> _SUPPLIED DATA_
########

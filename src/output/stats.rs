//! Statistics over a results file
//!
//! This module provides functionality for summarizing audit records and
//! printing the summary for the `--stats` mode.

use crate::crawler::UrlAudit;
use crate::output::json::read_results;
use crate::output::traits::OutputResult;
use std::collections::{BTreeMap, HashMap};
use std::path::Path;

/// Audit statistics summary
#[derive(Debug, Clone, Default, PartialEq)]
pub struct ResultStatistics {
    /// Total number of audited pages
    pub total_pages: usize,

    /// Pages per HTTP status code
    pub status_counts: BTreeMap<u16, usize>,

    /// Pages with no status (request failed before a response)
    pub unreachable_pages: usize,

    /// Mean word count over pages that returned a response
    pub average_word_count: f64,

    /// JSON-LD type frequencies, most common first
    pub schema_type_counts: Vec<(String, usize)>,

    /// Pages without a `<title>`
    pub pages_missing_title: usize,

    /// Pages without a meta description
    pub pages_missing_description: usize,
}

impl ResultStatistics {
    /// Computes statistics from audit records
    pub fn from_results(records: &[UrlAudit]) -> Self {
        let mut stats = Self {
            total_pages: records.len(),
            ..Self::default()
        };

        let mut schema_counts: HashMap<&str, usize> = HashMap::new();
        let mut word_total = 0usize;
        let mut responded = 0usize;

        for record in records {
            match record.status {
                Some(status) => {
                    *stats.status_counts.entry(status).or_insert(0) += 1;
                    word_total += record.word_count;
                    responded += 1;
                }
                None => stats.unreachable_pages += 1,
            }

            if record.title.is_none() {
                stats.pages_missing_title += 1;
            }
            if record.description.is_none() {
                stats.pages_missing_description += 1;
            }

            for schema_type in &record.schema_types {
                *schema_counts.entry(schema_type.as_str()).or_insert(0) += 1;
            }
        }

        if responded > 0 {
            stats.average_word_count = word_total as f64 / responded as f64;
        }

        let mut schema_type_counts: Vec<(String, usize)> = schema_counts
            .into_iter()
            .map(|(name, count)| (name.to_string(), count))
            .collect();
        schema_type_counts.sort_by(|a, b| b.1.cmp(&a.1).then_with(|| a.0.cmp(&b.0)));
        stats.schema_type_counts = schema_type_counts;

        stats
    }
}

/// Loads statistics from a results file
pub fn load_statistics(path: &Path) -> OutputResult<ResultStatistics> {
    let records = read_results(path)?;
    Ok(ResultStatistics::from_results(&records))
}

/// Prints statistics to stdout
pub fn print_statistics(stats: &ResultStatistics) {
    println!("=== Audit Statistics ===\n");

    println!("Total pages: {}", stats.total_pages);
    println!("Unreachable pages: {}", stats.unreachable_pages);
    println!("Average word count: {:.0}", stats.average_word_count);
    println!("Missing title: {}", stats.pages_missing_title);
    println!("Missing description: {}", stats.pages_missing_description);

    if !stats.status_counts.is_empty() {
        println!("\nPages by status:");
        for (status, count) in &stats.status_counts {
            println!("  {:>3}: {}", status, count);
        }
    }

    if !stats.schema_type_counts.is_empty() {
        println!("\nSchema types:");
        for (name, count) in &stats.schema_type_counts {
            println!("  {}: {}", name, count);
        }
    }
}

########

> _YOUR TASK_
In the material above, find each line that has the string "records" and return it.

> _RESPONSE BELOW_
//! This module provides functionality for summarizing audit records and
    /// Computes statistics from audit records
    pub fn from_results(records: &[UrlAudit]) -> Self {
            total_pages: records.len(),
        for record in records {
    let records = read_results(path)?;
    Ok(ResultStatistics::from_results(&records))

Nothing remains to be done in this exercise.